Start of Extracted information
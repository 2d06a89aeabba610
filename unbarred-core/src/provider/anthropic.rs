//! Anthropic Messages API provider.
//!
//! Streams completions over server-sent events and relays each text delta
//! to the caller as soon as its line is complete.

use super::types::*;
use crate::config::LlmConfig;
use async_trait::async_trait;
use futures::StreamExt;
use reqwest::header::{HeaderMap, HeaderValue, CONTENT_TYPE};
use serde::{Deserialize, Serialize};
use std::time::Duration;
use tracing::{debug, warn};

/// Anthropic HTTP API provider.
#[derive(Debug, Clone)]
pub struct AnthropicProvider {
    base_url: String,
    api_key: String,
    api_version: String,
    http_client: reqwest::Client,
}

impl AnthropicProvider {
    pub fn new(config: &LlmConfig) -> Result<Self> {
        let http_client = reqwest::Client::builder()
            .timeout(Duration::from_secs(config.timeout_secs.max(1)))
            .build()?;

        Ok(Self {
            base_url: config.base_url.trim_end_matches('/').to_string(),
            api_key: config.api_key.clone(),
            api_version: config.api_version.clone(),
            http_client,
        })
    }

    fn endpoint(&self) -> String {
        format!("{}/v1/messages", self.base_url)
    }

    fn headers(&self) -> Result<HeaderMap> {
        let mut headers = HeaderMap::new();
        headers.insert(
            "x-api-key",
            HeaderValue::from_str(self.api_key.trim())
                .map_err(|_| ProviderError::Api("invalid API key".to_string()))?,
        );
        headers.insert(
            "anthropic-version",
            HeaderValue::from_str(&self.api_version)
                .map_err(|_| ProviderError::Api("invalid API version".to_string()))?,
        );
        headers.insert(CONTENT_TYPE, HeaderValue::from_static("application/json"));
        Ok(headers)
    }

    async fn send(&self, request: &ChatRequest, stream: bool) -> Result<reqwest::Response> {
        let body = MessagesRequest {
            model: &request.model,
            messages: &request.messages,
            max_tokens: request.max_tokens,
            temperature: request.temperature,
            stream,
        };

        let response = self
            .http_client
            .post(self.endpoint())
            .headers(self.headers()?)
            .json(&body)
            .send()
            .await?;

        if !response.status().is_success() {
            let status = response.status();
            let error_text = response.text().await.unwrap_or_default();
            warn!(%status, body = %error_text, "Anthropic returned an error");
            return Err(ProviderError::Api(format!("status {}", status)));
        }

        Ok(response)
    }
}

#[async_trait]
impl Provider for AnthropicProvider {
    async fn chat<'a>(
        &'a self,
        request: ChatRequest,
        mut callback: Box<dyn FnMut(ChatResponse) + Send + 'a>,
    ) -> Result<()> {
        let response = self.send(&request, true).await?;

        let mut stream = response.bytes_stream();
        let mut buffer = Vec::new();

        while let Some(chunk_result) = stream.next().await {
            let chunk = chunk_result?;
            buffer.extend_from_slice(&chunk);

            while let Some(newline_pos) = buffer.iter().position(|&b| b == b'\n') {
                let line = buffer.drain(..=newline_pos).collect::<Vec<_>>();
                let line_str = String::from_utf8_lossy(&line);

                match parse_event_line(line_str.trim_end())? {
                    Some(StreamEvent::Text(text)) => callback(ChatResponse::fragment(text)),
                    Some(StreamEvent::Stop) => {
                        callback(ChatResponse::done());
                        return Ok(());
                    }
                    None => {}
                }
            }
        }

        debug!("Event stream closed without message_stop");
        callback(ChatResponse::done());
        Ok(())
    }

    async fn complete(&self, request: ChatRequest) -> Result<String> {
        let response = self.send(&request, false).await?;
        let parsed: MessagesResponse = response.json().await?;

        let answer = parsed
            .content
            .into_iter()
            .filter_map(|block| match block {
                ContentBlock::Text { text } => Some(text),
                ContentBlock::Other => None,
            })
            .collect::<Vec<_>>()
            .join("\n");

        if answer.trim().is_empty() {
            return Err(ProviderError::Malformed("response missing text content".to_string()));
        }
        Ok(answer.trim().to_string())
    }
}

/// Decoded server-sent event relevant to the caller.
#[derive(Debug, PartialEq)]
enum StreamEvent {
    Text(String),
    Stop,
}

/// Decodes one SSE line. Only `data:` lines carry payloads; the `type` field
/// inside the JSON is authoritative, so `event:` lines are skipped.
fn parse_event_line(line: &str) -> Result<Option<StreamEvent>> {
    let Some(data) = line.strip_prefix("data:") else {
        return Ok(None);
    };
    let data = data.trim();
    if data.is_empty() {
        return Ok(None);
    }

    let event: SseData = serde_json::from_str(data)?;
    match event {
        SseData::ContentBlockDelta { delta } => match delta {
            Delta::TextDelta { text } if !text.is_empty() => Ok(Some(StreamEvent::Text(text))),
            _ => Ok(None),
        },
        SseData::MessageStop => Ok(Some(StreamEvent::Stop)),
        SseData::Error { error } => Err(ProviderError::Api(error.message)),
        SseData::Other => Ok(None),
    }
}

// Anthropic-specific request/response types (internal)

#[derive(Serialize)]
struct MessagesRequest<'a> {
    model: &'a str,
    messages: &'a [Message],
    max_tokens: u32,
    temperature: f64,
    stream: bool,
}

#[derive(Debug, Deserialize)]
struct MessagesResponse {
    content: Vec<ContentBlock>,
}

#[derive(Debug, Deserialize)]
#[serde(tag = "type", rename_all = "snake_case")]
enum ContentBlock {
    Text {
        text: String,
    },
    #[serde(other)]
    Other,
}

#[derive(Debug, Deserialize)]
#[serde(tag = "type", rename_all = "snake_case")]
enum SseData {
    ContentBlockDelta {
        delta: Delta,
    },
    MessageStop,
    Error {
        error: ApiErrorBody,
    },
    #[serde(other)]
    Other,
}

#[derive(Debug, Deserialize)]
#[serde(tag = "type", rename_all = "snake_case")]
enum Delta {
    TextDelta {
        text: String,
    },
    #[serde(other)]
    Other,
}

#[derive(Debug, Deserialize)]
struct ApiErrorBody {
    message: String,
}
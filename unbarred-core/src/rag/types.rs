use serde::{Deserialize, Deserializer, Serialize};

/// A retrieved chunk of legal text.
///
/// Rows are owned by the document store; the pipeline only reads them for
/// the duration of one request. Columns that are null upstream come back as
/// empty strings.
#[derive(Debug, Clone, Default, PartialEq, Serialize, Deserialize)]
pub struct DocumentRow {
    #[serde(deserialize_with = "loose_string")]
    pub id: String,
    #[serde(default, deserialize_with = "loose_string")]
    pub title: String,
    #[serde(default, deserialize_with = "loose_string")]
    pub chapter: String,
    #[serde(default, deserialize_with = "loose_string")]
    pub section: String,
    #[serde(default, deserialize_with = "loose_string")]
    pub content: String,
    #[serde(default, deserialize_with = "loose_string")]
    pub filename: String,
    #[serde(default, deserialize_with = "loose_string")]
    pub page: String,
    /// Jurisdiction label as stored upstream
    #[serde(rename = "county", default, deserialize_with = "loose_string")]
    pub jurisdiction: String,
    /// Similarity to the query; higher is more relevant. Zero for rows fetched by id.
    #[serde(default)]
    pub similarity: f32,
}

impl DocumentRow {
    pub fn new(id: impl Into<String>, content: impl Into<String>) -> Self {
        Self {
            id: id.into(),
            content: content.into(),
            ..Self::default()
        }
    }

    pub fn with_jurisdiction(mut self, jurisdiction: impl Into<String>) -> Self {
        self.jurisdiction = jurisdiction.into();
        self
    }

    pub fn with_citation(
        mut self,
        title: impl Into<String>,
        chapter: impl Into<String>,
        section: impl Into<String>,
    ) -> Self {
        self.title = title.into();
        self.chapter = chapter.into();
        self.section = section.into();
        self
    }

    pub fn with_similarity(mut self, similarity: f32) -> Self {
        self.similarity = similarity;
        self
    }
}

/// Parameters of one similarity search.
#[derive(Debug, Clone)]
pub struct SearchParams {
    pub embedding: Vec<f32>,
    /// Minimum similarity for a row to be returned
    pub threshold: f32,
    pub limit: usize,
    /// Exact jurisdiction label to filter on, if any
    pub jurisdiction: Option<String>,
}

/// Accepts strings, numbers, booleans and null, since ids and page
/// references are typed differently across tables.
fn loose_string<'de, D>(deserializer: D) -> Result<String, D::Error>
where
    D: Deserializer<'de>,
{
    let value = serde_json::Value::deserialize(deserializer)?;
    Ok(match value {
        serde_json::Value::Null => String::new(),
        serde_json::Value::String(s) => s,
        other => other.to_string(),
    })
}

#[cfg(test)]
mod tests {
    use super::*;
    use serde_json::json;

    #[test]
    fn test_row_tolerates_nulls_and_numbers() {
        let row: DocumentRow = serde_json::from_value(json!({
            "id": 42,
            "title": "6",
            "chapter": null,
            "section": "6.04.010",
            "content": "No person shall make loud noise.",
            "page": 12,
            "county": "Alameda County",
            "similarity": 0.82
        }))
        .unwrap();

        assert_eq!(row.id, "42");
        assert_eq!(row.chapter, "");
        assert_eq!(row.page, "12");
        assert_eq!(row.filename, "");
        assert_eq!(row.jurisdiction, "Alameda County");
        assert!((row.similarity - 0.82).abs() < f32::EPSILON);
    }

    #[test]
    fn test_row_without_similarity() {
        let row: DocumentRow = serde_json::from_value(json!({
            "id": "b7c1",
            "content": "text"
        }))
        .unwrap();
        assert_eq!(row.similarity, 0.0);
        assert_eq!(row.jurisdiction, "");
    }
}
End of Extracted information
Description of the task> Nothing beyond the line that contains "use futures::StreamExt;" belongs in the answer; reproduce the entries exactly from their first line through it.

Result of this task>
repository 2d06a89aeabba610
filename unbarred-core/src/provider/anthropic.rs
//! Anthropic Messages API provider.
//!
//! Streams completions over server-sent events and relays each text delta
//! to the caller as soon as its line is complete.

use super::types::*;
use crate::config::LlmConfig;
use async_trait::async_trait;
use futures::StreamExt;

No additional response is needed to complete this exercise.